Data supplied:
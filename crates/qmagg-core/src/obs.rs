//! Structured lifecycle events for an aggregation run.
//!
//! Every event carries an `event` field so JSON logs can be filtered on it.

use std::path::Path;

use tracing::info;

/// Enters a span tagged with the (algorithm, measure) pair for the lifetime
/// of the guard.
pub struct AggSpan {
    _span: tracing::span::EnteredSpan,
}

impl AggSpan {
    /// Create and enter the span.
    pub fn enter(algorithm: &str, measure: &str) -> Self {
        let span = tracing::info_span!("qmagg.aggregate", algorithm = %algorithm, measure = %measure);
        Self {
            _span: span.entered(),
        }
    }
}

/// Emit event: the result tree was walked, with record, network and skip counts.
pub fn emit_discovery_finished(root: &Path, records: usize, networks: usize, skipped: usize) {
    info!(
        event = "discovery.finished",
        root = %root.display(),
        records = records,
        networks = networks,
        skipped = skipped,
    );
}

/// Emit event: the update plan for this pair, with recomputed and reused network counts.
pub fn emit_plan_decided(plan: &str, changed: usize, unchanged: usize) {
    info!(
        event = "update.plan",
        plan = %plan,
        changed = changed,
        unchanged = unchanged,
    );
}

/// Emit event: a summary file was persisted, with its backup when one was made.
pub fn emit_summary_written(path: &Path, rows: usize, backup: Option<&Path>) {
    match backup {
        Some(b) => info!(
            event = "summary.written",
            path = %path.display(),
            rows = rows,
            backup = %b.display(),
        ),
        None => info!(event = "summary.written", path = %path.display(), rows = rows),
    }
}

/// Emit event: a result file or line was skipped (warning level).
pub fn emit_path_rejected(path: &Path, error: &dyn std::fmt::Display) {
    tracing::warn!(event = "discovery.path_rejected", path = %path.display(), error = %error);
}

/// Emit event: the pair finished, with the networks recomputed and the duration.
pub fn emit_run_finished(plan: &str, networks: usize, duration_ms: u64) {
    info!(
        event = "aggregate.finished",
        plan = %plan,
        networks = networks,
        duration_ms = duration_ms,
    );
}

#[cfg(test)]
mod tests {
    use super::*;

    #[test]
    fn span_and_events_do_not_panic() {
        let _span = AggSpan::enter("daoc", "nmi");
        emit_summary_written(Path::new("out/nmi.res"), 2, Some(Path::new("out/nmi.res.bak")));
        emit_plan_decided("noop", 0, 3);
    }
}
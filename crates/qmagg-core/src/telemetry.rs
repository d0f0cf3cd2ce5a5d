//! Tracing subscriber setup for the `qmagg` binary.
//!
//! Log lines go to stderr: stdout carries command output (`show`,
//! `aggregate --report-json`) that callers pipe into other tools.
//! `RUST_LOG` takes precedence over the level passed in. Only the first call
//! installs a subscriber; later calls are ignored.

use tracing::Level;
use tracing_subscriber::layer::SubscriberExt;
use tracing_subscriber::util::SubscriberInitExt;
use tracing_subscriber::{fmt, EnvFilter};

/// Install the global subscriber with an `EnvFilter` and plain or JSON lines.
pub fn init_tracing(json: bool, level: Level) {
    let env_filter =
        EnvFilter::try_from_default_env().unwrap_or_else(|_| EnvFilter::new(level.as_str()));

    if json {
        tracing_subscriber::registry()
            .with(env_filter)
            .with(
                fmt::layer()
                    .with_target(false)
                    .with_writer(std::io::stderr)
                    .json(),
            )
            .try_init()
            .ok();
    } else {
        tracing_subscriber::registry()
            .with(env_filter)
            .with(fmt::layer().with_target(false).with_writer(std::io::stderr))
            .try_init()
            .ok();
    }
}

#[cfg(test)]
mod tests {
    use super::*;

    #[test]
    fn repeated_init_is_harmless() {
        init_tracing(false, Level::WARN);
        init_tracing(true, Level::DEBUG);
    }
}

Exercise: Each line of the material that holds the string "carries" counts once; give the total alone.

Solution for this exercise: 2